Political Science Department Statement on Scholarship
May 29, 2019
WHAT DOES SCHOLARSHIP MEAN FOR THE FACULTY OF THE POLITICAL SCIENCE DEPARTMENT?
This document is an attempt to answer that question. We intend for our answer to provide guidance to current and future faculty members as they work to make progress through the tenure and promotion process at Luther College, as described in the Faculty Handbook (404.1.2). Scholarship is but one aspect of the way that political science department faculty work to support the mission of the Luther College. In scholarship, as in all other aspects of our work for the college and for our students, we seek to serve with distinction for the common good.
FORMS OF SCHOLARSHIP
We value both independent and collaboratively authored works. Scholarship valued by the political science department can take many forms:
· Publications in academic journals
· Book chapters
· Books published by university or academic publishers
· Books written for a general audience
· Publications in academic journals
o Peer reviewed research
o Book reviews
o Essays on teaching
· Applied research supporting government or advocacy group reports
· Essays and articles for general audience
· Conference presentations
· Serving as a discussant on academic conference panels
· Invited lectures
· Presentations for a general audience
· Presentations for a campus audience
· Supervising student research projects
FORMS OF PEER REVIEW
We recognize that peer review takes several forms in the field of political science:
· Review of written work by anonymous reviewers selected by publishers or journal editors
· Review of written work in the selection of conference presenters and book chapter contributors
· Review of written work (books, monographs) by editors at academic publishers
· In a less formal way, peer review also takes place when a faculty member is:
o Invited to participate in a symposium
o Invited to organize a session at an academic conference
o Invited to conduct research or serve as a consultant for government or advocacy groups
o Asked to serve as editor or on the editorial board of an academic journal
o Invited as a speaker at a professional event
SCHOLARSHIP IN THE CLASSROOM
As political scientists, we encourage many approaches to sharing the fruits of scholarship with our students:
· Incorporating original research into classroom teaching
· Staying informed about current political science scholarship and incorporating that political science knowledge into our course content
· Modeling scholarly qualities in the classroom—asking questions and pursuing answers
· Involving students in the scholarship process on faculty driven research projects
· Supervising student research
· Campus lectures, forums and workshops that enrich the intellectual life of the college
EXPECTATIONS FOR 3RD YEAR REVIEW, TENURE AND PROMOTION
When making evaluations about the progress of political science colleagues, we utilize a “totality of circumstances” approach. We think the primary goal of scholarship ought to be to make for better, more intellectually rigorous teaching, and we can imagine a wide range of combinations of scholarly activity that would satisfy those goals. A successful candidate for tenure will have at least two scholarly publications, in addition to other scholarship activities demonstrating a commitment to rigorous scholarship and a strong relationship between teaching and research. An ongoing pattern of publication in scholarly journals or books will be a prerequisite to being promoted to professor.
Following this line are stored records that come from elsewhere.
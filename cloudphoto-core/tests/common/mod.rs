#![allow(dead_code)]

use std::path::Path;
use std::sync::Mutex;
use std::time::Duration;

use anyhow::{bail, Result};
use async_trait::async_trait;
use cloudphoto_core::provision::retry::{RetryPolicy, WaitPolicy};
use cloudphoto_core::store::{FunctionSpec, PolicyInfo, RoleInfo};
use cloudphoto_core::{BucketAdmin, Config, FunctionAdmin, IdentityAdmin, ObjectStore, Tag};

pub const TAG_KEY: &str = "cloudphoto";

struct StoredObject {
    key: String,
    data: Vec<u8>,
    tags: Vec<Tag>,
}

/// Single bucket held in memory, in insertion order.
#[derive(Default)]
pub struct MemoryStore {
    objects: Mutex<Vec<StoredObject>>,
    rejected_keys: Vec<String>,
    broken: bool,
}

impl MemoryStore {
    pub fn new() -> Self {
        Self::default()
    }

    /// Every listing call fails.
    pub fn broken() -> Self {
        Self {
            broken: true,
            ..Self::default()
        }
    }

    /// Uploads of `key` fail.
    pub fn rejecting(mut self, key: &str) -> Self {
        self.rejected_keys.push(key.to_string());
        self
    }

    pub fn with_object(self, key: &str, data: &[u8], tags: &[(&str, &str)]) -> Self {
        self.objects.lock().unwrap().push(StoredObject {
            key: key.to_string(),
            data: data.to_vec(),
            tags: tags.iter().map(|(k, v)| Tag::new(*k, *v)).collect(),
        });
        self
    }

    pub fn with_image(self, key: &str, album: &str) -> Self {
        let data = format!("bytes of {key}");
        self.with_object(key, data.as_bytes(), &[(TAG_KEY, album)])
    }

    pub fn keys(&self) -> Vec<String> {
        self.objects
            .lock()
            .unwrap()
            .iter()
            .map(|object| object.key.clone())
            .collect()
    }

    pub fn data(&self, key: &str) -> Option<Vec<u8>> {
        self.objects
            .lock()
            .unwrap()
            .iter()
            .find(|object| object.key == key)
            .map(|object| object.data.clone())
    }

    pub fn tags(&self, key: &str) -> Option<Vec<Tag>> {
        self.objects
            .lock()
            .unwrap()
            .iter()
            .find(|object| object.key == key)
            .map(|object| object.tags.clone())
    }
}

#[async_trait]
impl ObjectStore for MemoryStore {
    async fn list_keys(&self) -> Result<Vec<String>> {
        if self.broken {
            bail!("listing refused");
        }
        Ok(self.keys())
    }

    async fn get_tags(&self, key: &str) -> Result<Vec<Tag>> {
        match self.tags(key) {
            Some(tags) => Ok(tags),
            None => bail!("no such key: {key}"),
        }
    }

    async fn put_object(&self, key: &str, data: Vec<u8>, tags: &[Tag]) -> Result<()> {
        if self.rejected_keys.iter().any(|rejected| rejected == key) {
            bail!("access denied for {key}");
        }

        let mut objects = self.objects.lock().unwrap();
        objects.retain(|object| object.key != key);
        objects.push(StoredObject {
            key: key.to_string(),
            data,
            tags: tags.to_vec(),
        });
        Ok(())
    }

    async fn get_object(&self, key: &str) -> Result<Vec<u8>> {
        match self.data(key) {
            Some(data) => Ok(data),
            None => bail!("no such key: {key}"),
        }
    }
}

#[derive(Default)]
struct CloudState {
    buckets: Vec<String>,
    roles: Vec<RoleInfo>,
    policies: Vec<PolicyInfo>,
    attachments: Vec<(String, String)>,
    functions: Vec<(String, String)>,
    permissions: Vec<(String, String)>,
    notifications: Vec<(String, String, String)>,
    create_calls: u32,
    function_attempts: u32,
    function_failures_left: u32,
    deployed_code: Vec<u8>,
}

/// Bucket, identity and function services sharing one fake account.
#[derive(Default)]
pub struct FakeCloud {
    state: Mutex<CloudState>,
    buckets_never_visible: bool,
    bucket_creation_denied: bool,
}

impl FakeCloud {
    pub fn new() -> Self {
        Self::default()
    }

    /// The first `failures` function deployments are rejected.
    pub fn failing_deployments(self, failures: u32) -> Self {
        self.state.lock().unwrap().function_failures_left = failures;
        self
    }

    pub fn buckets_never_visible(mut self) -> Self {
        self.buckets_never_visible = true;
        self
    }

    pub fn bucket_creation_denied(mut self) -> Self {
        self.bucket_creation_denied = true;
        self
    }

    pub fn with_function(self, name: &str, arn: &str) -> Self {
        self.state
            .lock()
            .unwrap()
            .functions
            .push((name.to_string(), arn.to_string()));
        self
    }

    pub fn create_calls(&self) -> u32 {
        self.state.lock().unwrap().create_calls
    }

    pub fn function_attempts(&self) -> u32 {
        self.state.lock().unwrap().function_attempts
    }

    pub fn buckets(&self) -> Vec<String> {
        self.state.lock().unwrap().buckets.clone()
    }

    pub fn attachments(&self) -> Vec<(String, String)> {
        self.state.lock().unwrap().attachments.clone()
    }

    pub fn permissions(&self) -> Vec<(String, String)> {
        self.state.lock().unwrap().permissions.clone()
    }

    pub fn notifications(&self) -> Vec<(String, String, String)> {
        self.state.lock().unwrap().notifications.clone()
    }

    pub fn deployed_code(&self) -> Vec<u8> {
        self.state.lock().unwrap().deployed_code.clone()
    }
}

#[async_trait]
impl BucketAdmin for FakeCloud {
    async fn list_buckets(&self) -> Result<Vec<String>> {
        Ok(self.buckets())
    }

    async fn create_bucket(&self, name: &str) -> Result<()> {
        if self.bucket_creation_denied {
            bail!("bucket name {name} is taken");
        }
        let mut state = self.state.lock().unwrap();
        state.create_calls += 1;
        state.buckets.push(name.to_string());
        Ok(())
    }

    async fn bucket_exists(&self, name: &str) -> Result<bool> {
        Ok(!self.buckets_never_visible && self.buckets().iter().any(|bucket| bucket == name))
    }

    async fn notification_targets(&self, bucket: &str) -> Result<Vec<String>> {
        Ok(self
            .notifications()
            .into_iter()
            .filter(|(source, _, _)| source == bucket)
            .map(|(_, arn, _)| arn)
            .collect())
    }

    async fn put_notification(&self, bucket: &str, function_arn: &str, event: &str) -> Result<()> {
        let mut state = self.state.lock().unwrap();
        state.create_calls += 1;
        state
            .notifications
            .push((bucket.to_string(), function_arn.to_string(), event.to_string()));
        Ok(())
    }
}

#[async_trait]
impl IdentityAdmin for FakeCloud {
    async fn find_role(&self, name: &str) -> Result<Option<RoleInfo>> {
        let state = self.state.lock().unwrap();
        Ok(state.roles.iter().find(|role| role.name == name).cloned())
    }

    async fn create_role(&self, name: &str, trust_policy: &str) -> Result<RoleInfo> {
        serde_json::from_str::<serde_json::Value>(trust_policy)?;
        let role = RoleInfo {
            name: name.to_string(),
            arn: format!("arn:aws:iam::123456789012:role/{name}"),
        };
        let mut state = self.state.lock().unwrap();
        state.create_calls += 1;
        state.roles.push(role.clone());
        Ok(role)
    }

    async fn role_exists(&self, name: &str) -> Result<bool> {
        Ok(self.find_role(name).await?.is_some())
    }

    async fn find_policy(&self, name: &str) -> Result<Option<PolicyInfo>> {
        let state = self.state.lock().unwrap();
        Ok(state.policies.iter().find(|policy| policy.name == name).cloned())
    }

    async fn create_policy(&self, name: &str, document: &str) -> Result<PolicyInfo> {
        serde_json::from_str::<serde_json::Value>(document)?;
        let policy = PolicyInfo {
            name: name.to_string(),
            arn: format!("arn:aws:iam::123456789012:policy/{name}"),
        };
        let mut state = self.state.lock().unwrap();
        state.create_calls += 1;
        state.policies.push(policy.clone());
        Ok(policy)
    }

    async fn policy_exists(&self, arn: &str) -> Result<bool> {
        let state = self.state.lock().unwrap();
        Ok(state.policies.iter().any(|policy| policy.arn == arn))
    }

    async fn attached_policies(&self, role: &str) -> Result<Vec<String>> {
        Ok(self
            .attachments()
            .into_iter()
            .filter(|(attached_role, _)| attached_role == role)
            .map(|(_, arn)| arn)
            .collect())
    }

    async fn attach_role_policy(&self, role: &str, policy_arn: &str) -> Result<()> {
        let mut state = self.state.lock().unwrap();
        state.create_calls += 1;
        state
            .attachments
            .push((role.to_string(), policy_arn.to_string()));
        Ok(())
    }
}

#[async_trait]
impl FunctionAdmin for FakeCloud {
    async fn find_function(&self, name: &str) -> Result<Option<String>> {
        let state = self.state.lock().unwrap();
        Ok(state
            .functions
            .iter()
            .find(|(function, _)| function == name)
            .map(|(_, arn)| arn.clone()))
    }

    async fn create_function(&self, spec: &FunctionSpec) -> Result<String> {
        let mut state = self.state.lock().unwrap();
        state.function_attempts += 1;
        if state.function_failures_left > 0 {
            state.function_failures_left -= 1;
            bail!("The role defined for the function cannot be assumed by Lambda");
        }

        let arn = format!("arn:aws:lambda:us-west-2:123456789012:function:{}", spec.name);
        state.create_calls += 1;
        state.deployed_code = spec.code.clone();
        state.functions.push((spec.name.clone(), arn.clone()));
        Ok(arn)
    }

    async fn add_invoke_permission(&self, function: &str, source_bucket: &str) -> Result<()> {
        let mut state = self.state.lock().unwrap();
        state
            .permissions
            .push((function.to_string(), source_bucket.to_string()));
        Ok(())
    }
}

/// Defaults with instant retries and waits, deploying the artifact at `artifact`.
pub fn test_config(artifact: &Path) -> Config {
    Config {
        artifact_path: artifact.to_path_buf(),
        retry: RetryPolicy::new(3, Duration::ZERO),
        wait: WaitPolicy::new(3, Duration::ZERO),
        ..Config::default()
    }
}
We will make certain that new members of our department establish and follow a plan of action so that by the time of the third year review there is a clear pattern of commitment to the scholarly life. Indeed, it will be important for us to know that a new faculty person has an organized research process in progress. Being able to articulate this in a personal statement will be important, and we also will expect to see evidence of research that has been shared with a larger community in the form of conference presentations or published work.
DISTINCTIVE FORMS OF SCHOLARSHIP AT A LIBERAL ARTS COLLEGE IN THE LUTHERAN INTELLECTUAL TRADITION
To actively pursue the common good, we must at times make judgments regarding what that common good is. While large research institutions sometimes discourage faculty from addressing value laden subjects or making value-laden claims, Luther College provides faculty with the freedom to grapple with those contentious subjects. This is true even when, or especially when, reasonable people disagree on the nature of the common good.
Within the field of political science, the case is often made that political scientists should play a more active role in helping the citizenry understand contemporary political issues. Although the role of public intellectual/commentator is not one that research universities tend to reward, it is an important kind of research that might be well suited to a college whose mission statement calls for moving students “into a larger world” and preparing them “to serve with distinction for the common good.” This might result in op-ed pieces and articles for journals that aim to reach a more general audience.
At this liberal arts college within the Lutheran intellectual tradition, political science faculty are empowered to conduct scholarship that does not shy away from the role of religion and faith in politics, and the ways that individual and community values influence rights and responsibilities related to civic engagement and citizenship. And importantly, we are empowered to use such scholarship to teach our students to deal with value laden, contentious issues.